In 1993, Al Mulla made history as the first woman from Kuwait and the Gulf Cooperation Council to serve as an ambassador, paving the way for increased representation of women in diplomatic circles in the region. From 1993-1995 Al Mulla was appointed Ambassador Extraordinary and Plenipotentiary to Zimbabwe and non-resident ambassador to South Africa, Namibia, and Botswana. In 1996, she served as ambassador to South Africa and non-resident ambassador to Namibia, Mauritius, and Botswana.

In 2000, Al Mulla was appointed ambassador to Austria, Hungary, Slovakia, and Slovenia, with the latter three countries on a non-residency basis. She was also appointed as Permanent Representative of the State of Kuwait to the United Nations organizations in Vienna. From 2002-2003 she was Chairwoman of the Board of the International Atomic Energy Agency. She also represented Kuwait at the Organization of Petroleum Exporting Countries (OPEC) and the Comprehensive Nuclear Test Ban Treaty Organization.

In 2004, Al Mulla was appointed as the Permanent Representative of Kuwait to the United Nations, becoming the first Arab woman to hold this position.

From 2007-2013, Al Mulla served as ambassador to Belgium and Luxembourg as well as Head of Mission to the European Union and NATO.
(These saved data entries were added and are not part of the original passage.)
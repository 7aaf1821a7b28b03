//! Grayscale frames and the conditioning applied to them: pixel-format
//! conversion, dark-frame rejection and CLAHE.

use thiserror::Error;

/// A captured 8-bit grayscale frame.
#[derive(Clone)]
pub struct Frame {
    /// Row-major pixels, `width * height` bytes.
    pub data: Vec<u8>,
    pub width: u32,
    pub height: u32,
    /// When the buffer was dequeued.
    pub timestamp: std::time::Instant,
    pub sequence: u32,
    pub is_dark: bool,
}

#[derive(Debug, Error)]
pub enum FrameError {
    #[error("{format:?} buffer too short: expected {expected} bytes, got {actual}")]
    ShortBuffer {
        format: PixelFormat,
        expected: usize,
        actual: usize,
    },
}

/// Pixel layouts the camera layer accepts.
#[derive(Debug, Clone, Copy, PartialEq, Eq)]
pub enum PixelFormat {
    /// YUYV 4:2:2 packed, luma at every even byte.
    Yuyv,
    /// 8-bit grayscale.
    Grey,
    /// 16-bit little-endian grayscale.
    Y16,
}

impl PixelFormat {
    pub fn bytes_per_pixel(self) -> usize {
        match self {
            PixelFormat::Grey => 1,
            PixelFormat::Yuyv | PixelFormat::Y16 => 2,
        }
    }

    /// Convert a raw driver buffer to 8-bit grayscale.
    pub fn to_grayscale(self, buf: &[u8], width: u32, height: u32) -> Result<Vec<u8>, FrameError> {
        let pixels = width as usize * height as usize;
        let expected = pixels * self.bytes_per_pixel();
        if buf.len() < expected {
            return Err(FrameError::ShortBuffer {
                format: self,
                expected,
                actual: buf.len(),
            });
        }
        let raw = &buf[..expected];

        Ok(match self {
            PixelFormat::Grey => raw.to_vec(),
            PixelFormat::Yuyv => raw.iter().step_by(2).copied().collect(),
            // high byte of each little-endian sample
            PixelFormat::Y16 => raw.chunks_exact(2).map(|px| px[1]).collect(),
        })
    }
}

/// True when more than `threshold_pct` of pixels are below 32.
pub fn is_dark_frame(gray: &[u8], threshold_pct: f32) -> bool {
    if gray.is_empty() {
        return true;
    }
    let dark = gray.iter().filter(|&&p| p < 32).count();
    (dark as f32 / gray.len() as f32) > threshold_pct
}

/// Contrast-limited adaptive histogram equalization on a square tile grid.
#[derive(Debug, Clone, Copy)]
pub struct Clahe {
    pub tiles: u32,
    /// Per-bin cap as a fraction of the tile's pixel count.
    pub clip_limit: f32,
}

impl Default for Clahe {
    fn default() -> Self {
        Self {
            tiles: 8,
            clip_limit: 0.02,
        }
    }
}

impl Clahe {
    /// Equalize `gray` in place. Images smaller than the grid are left alone.
    pub fn apply(&self, gray: &mut [u8], width: u32, height: u32) {
        let (w, h) = (width as usize, height as usize);
        let n = self.tiles.max(1) as usize;
        if w == 0 || h == 0 || gray.len() < w * h {
            return;
        }
        let (tile_w, tile_h) = (w / n, h / n);
        if tile_w == 0 || tile_h == 0 {
            return;
        }

        let luts: Vec<[u8; 256]> = (0..n * n)
            .map(|t| {
                let (row, col) = (t / n, t % n);
                let mut hist = [0u32; 256];
                for y in row * tile_h..(row + 1) * tile_h {
                    for &p in &gray[y * w + col * tile_w..y * w + (col + 1) * tile_w] {
                        hist[p as usize] += 1;
                    }
                }
                self.tile_lut(hist, (tile_w * tile_h) as u32)
            })
            .collect();

        // Blend the four nearest tile mappings by distance to tile centers.
        let last = (n - 1) as f32;
        for y in 0..h {
            let fy = (y as f32 / tile_h as f32 - 0.5).clamp(0.0, last);
            let (r0, dy) = (fy as usize, fy.fract());
            let r1 = (r0 + 1).min(n - 1);
            for x in 0..w {
                let fx = (x as f32 / tile_w as f32 - 0.5).clamp(0.0, last);
                let (c0, dx) = (fx as usize, fx.fract());
                let c1 = (c0 + 1).min(n - 1);

                let p = gray[y * w + x] as usize;
                let at = |r: usize, c: usize| luts[r * n + c][p] as f32;
                let top = at(r0, c0) * (1.0 - dx) + at(r0, c1) * dx;
                let bottom = at(r1, c0) * (1.0 - dx) + at(r1, c1) * dx;
                gray[y * w + x] = (top * (1.0 - dy) + bottom * dy).round().clamp(0.0, 255.0) as u8;
            }
        }
    }

    /// Clip the histogram, spread the excess evenly and build the mapping.
    fn tile_lut(&self, mut hist: [u32; 256], total: u32) -> [u8; 256] {
        let clip = ((self.clip_limit * total as f32) as u32).max(1);
        let excess: u32 = hist.iter().map(|&b| b.saturating_sub(clip)).sum();
        let (share, remainder) = (excess / 256, (excess % 256) as usize);
        for (i, bin) in hist.iter_mut().enumerate() {
            *bin = (*bin).min(clip) + share + u32::from(i < remainder);
        }

        let mut lut = [0u8; 256];
        let mut cumulative = 0u32;
        let first = hist.iter().copied().find(|&b| b > 0).unwrap_or(0);
        let span = total.saturating_sub(first) as f32;
        for (i, &bin) in hist.iter().enumerate() {
            cumulative += bin;
            lut[i] = if span > 0.0 {
                (cumulative.saturating_sub(first) as f32 / span * 255.0).round().clamp(0.0, 255.0) as u8
            } else {
                i as u8
            };
        }
        lut
    }
}

#[cfg(test)]
mod tests {
    use super::*;

    fn stddev(data: &[u8]) -> f32 {
        let n = data.len() as f32;
        let mean = data.iter().map(|&b| b as f32).sum::<f32>() / n;
        (data.iter().map(|&b| (b as f32 - mean).powi(2)).sum::<f32>() / n).sqrt()
    }

    #[test]
    fn test_yuyv_takes_luma() {
        let gray = PixelFormat::Yuyv.to_grayscale(&[100, 128, 200, 128], 2, 1).unwrap();
        assert_eq!(gray, vec![100, 200]);
    }

    #[test]
    fn test_y16_keeps_high_byte() {
        let gray = PixelFormat::Y16.to_grayscale(&[0xff, 0x12, 0x00, 0xab], 2, 1).unwrap();
        assert_eq!(gray, vec![0x12, 0xab]);
    }

    #[test]
    fn test_grey_truncates_padding() {
        let gray = PixelFormat::Grey.to_grayscale(&[1, 2, 3, 4, 99, 99], 2, 2).unwrap();
        assert_eq!(gray, vec![1, 2, 3, 4]);
    }

    #[test]
    fn test_short_buffer_rejected() {
        let err = PixelFormat::Yuyv.to_grayscale(&[1, 2], 2, 1).unwrap_err();
        assert!(matches!(err, FrameError::ShortBuffer { expected: 4, actual: 2, .. }));
    }

    #[test]
    fn test_dark_frame_threshold() {
        assert!(is_dark_frame(&[], 0.95));
        assert!(is_dark_frame(&vec![0u8; 100], 0.95));
        assert!(!is_dark_frame(&vec![128u8; 100], 0.95));

        let mut mostly = vec![10u8; 960];
        mostly.extend(vec![128u8; 40]);
        assert!(is_dark_frame(&mostly, 0.95));

        let mut borderline = vec![10u8; 940];
        borderline.extend(vec![128u8; 60]);
        assert!(!is_dark_frame(&borderline, 0.95));
    }

    #[test]
    fn test_clahe_stretches_low_contrast() {
        let (w, h) = (16u32, 16u32);
        let mut gray: Vec<u8> = (0..(w * h) as usize).map(|i| 100 + (i % 11) as u8).collect();
        let before = stddev(&gray);
        Clahe { tiles: 2, clip_limit: 0.02 }.apply(&mut gray, w, h);
        let after = stddev(&gray);
        assert!(after > before, "before={before:.2} after={after:.2}");
    }

    #[test]
    fn test_clahe_ignores_tiny_image() {
        let mut gray = vec![7u8; 4];
        Clahe::default().apply(&mut gray, 2, 2);
        assert_eq!(gray, vec![7u8; 4]);
    }
}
Following her retirement from the diplomatic service in 2013, Al Mulla became involved in the academic sector, joining the American University of Kuwait as a distinguished lecturer in 2015 where she teaches a seminar in International Law and Organizations. In 2022, Al Mulla was appointed by the UNSG as a member of the UN Advisory Board on Disarmament Matters and the Board of Trustees of the UN Institute for Disarmament Research (UNDIR) for a period of two years.

== Selected publications ==
- Al-Mulla, Nabeela (2024). "The Quest for Peace: The Peace That Eluded the UN Founders"
- Al Mulla, Nabeela (2024). "Breaking new ground on the global stage"

== Awards and honors ==
Over the course of her career, Al Mulla has been the recipient of a number of decorations and awards. In 2004 she was awarded the Austrian Grand Golden Decoration of Honor for First Class Merit for her work with the IAEA during the Korean and Iranian crises. Al Mulla also received the Order of the Crown (Belgium) in 2013 and the SOS Children's Villages Badge of Honor in Gold in 2014.